AKS is a super-charged Kubernetes managed service which makes creating and running a Kubernetes cluster a breeze!
This course explores AKS, Azure’s managed Kubernetes service, covering the fundamentals of the service and how it can be used. You’ll first learn about how as a managed service it takes care of managing and maintaining certain aspects of itself, before moving onto the core AKS concepts such as cluster design and provisioning, networking, storage management, scaling, and security. After a quick look at Azure Container Registry, the course then moves on to an end-to-end demonstration that shows how to provision a new AKS cluster and then deploy a sample cloud-native application into it.
For any feedback, queries, or suggestions relating to this course, please contact us at support@cloudacademy.com.
Learning Objectives
- Learn about what AKS is and how to provision, configure and maintain an AKS cluster
- Learn about AKS fundamentals and core concepts
- Learn how to work with and configure many of the key AKS cluster configuration settings
- And finally, you’ll learn how to deploy a fully working sample cloud-native application into an AKS cluster
Intended Audience
- Anyone interested in learning about AKS and its fundamentals
- Software Engineers interested in learning about how to configure and deploy workloads into an AKS cluster
- DevOps and SRE practitioners interested in understanding how to manage and maintain an AKS cluster
Prerequisites
To get the most from this course it would help to have a basic understanding of:
- Kubernetes (if you’re unfamiliar with Kubernetes, and/or require a refresher then please consider taking our dedicated Introduction to Kubernetes learning path)
- Containers, containerization, and microservice-based architectures
- Software development and the software development life cycle
- Networks and networking
Resources
If you wish to follow along with the demonstrations in part two of this course, you can find all of the coding assets hosted in the following three GitHub repositories:
Okay, welcome back. In this demonstration, I'm going to take you through the process of creating an AKS cluster. And then once we have our cluster available, we'll deploy a sample cloud-native application into it.
Now, before I begin, all of the instructions that I'm about to perform have been captured and recorded within this particular README, found within this particular GitHub repo. I encourage you to take a copy of it, and this will give you the ability to run the same commands within your own environment.
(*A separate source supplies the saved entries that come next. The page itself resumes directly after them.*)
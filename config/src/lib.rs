//! Configuration for Genie: provider credentials and the generation
//! settings snapshot.
//!
//! Credentials are read from the process environment exactly once at
//! startup; their absence is a persistent status that disables all
//! generation operations, not a per-call error.

pub mod settings;

pub use settings::GenerationSettings;

use genie_types::ApiKey;

/// Environment variable holding the Gemini API key.
pub const API_KEY_ENV: &str = "GEMINI_API_KEY";
/// Legacy fallback variable name.
pub const API_KEY_ENV_FALLBACK: &str = "API_KEY";

/// Default text generation model.
pub const DEFAULT_TEXT_MODEL: &str = "gemini-2.5-flash-preview-04-17";
/// Default image generation model.
pub const DEFAULT_IMAGE_MODEL: &str = "imagen-3.0-generate-002";

/// Persistent credential status, resolved once at startup.
#[derive(Debug, Clone)]
pub enum Credentials {
    Configured(ApiKey),
    Missing,
}

impl Credentials {
    /// Read the API key from the environment ([`API_KEY_ENV`], falling
    /// back to [`API_KEY_ENV_FALLBACK`]). Blank values count as missing.
    #[must_use]
    pub fn from_env() -> Self {
        let raw = std::env::var(API_KEY_ENV)
            .or_else(|_| std::env::var(API_KEY_ENV_FALLBACK))
            .ok()
            .filter(|value| !value.trim().is_empty());

        match raw {
            Some(key) => {
                tracing::debug!("API key detected");
                Credentials::Configured(ApiKey::new(key))
            }
            None => {
                tracing::warn!(
                    env = API_KEY_ENV,
                    "API key not set; generation operations are disabled"
                );
                Credentials::Missing
            }
        }
    }

    #[must_use]
    pub const fn is_configured(&self) -> bool {
        matches!(self, Credentials::Configured(_))
    }

    #[must_use]
    pub const fn api_key(&self) -> Option<&ApiKey> {
        match self {
            Credentials::Configured(key) => Some(key),
            Credentials::Missing => None,
        }
    }
}

#[cfg(test)]
mod tests {
    use super::*;

    #[test]
    fn configured_exposes_key() {
        let creds = Credentials::Configured(ApiKey::new("k"));
        assert!(creds.is_configured());
        assert_eq!(creds.api_key().unwrap().expose_secret(), "k");
    }

    #[test]
    fn missing_has_no_key() {
        let creds = Credentials::Missing;
        assert!(!creds.is_configured());
        assert!(creds.api_key().is_none());
    }
}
Now, as mentioned, once the AKS cluster is up and running, we'll deploy a sample cloud-native application into it. The sample cloud-native application is already prebuilt. The sample cloud-native application provides a voting web-based frontend. On this particular application, there are voting buttons for various languages, and when you click these buttons, an AJAX call will be made from the frontend to an API which will be hosted in the AKS cluster. The API will receive the voting information and then write it into a backend database. In this case, the database that we have in mind is a MongoDB database.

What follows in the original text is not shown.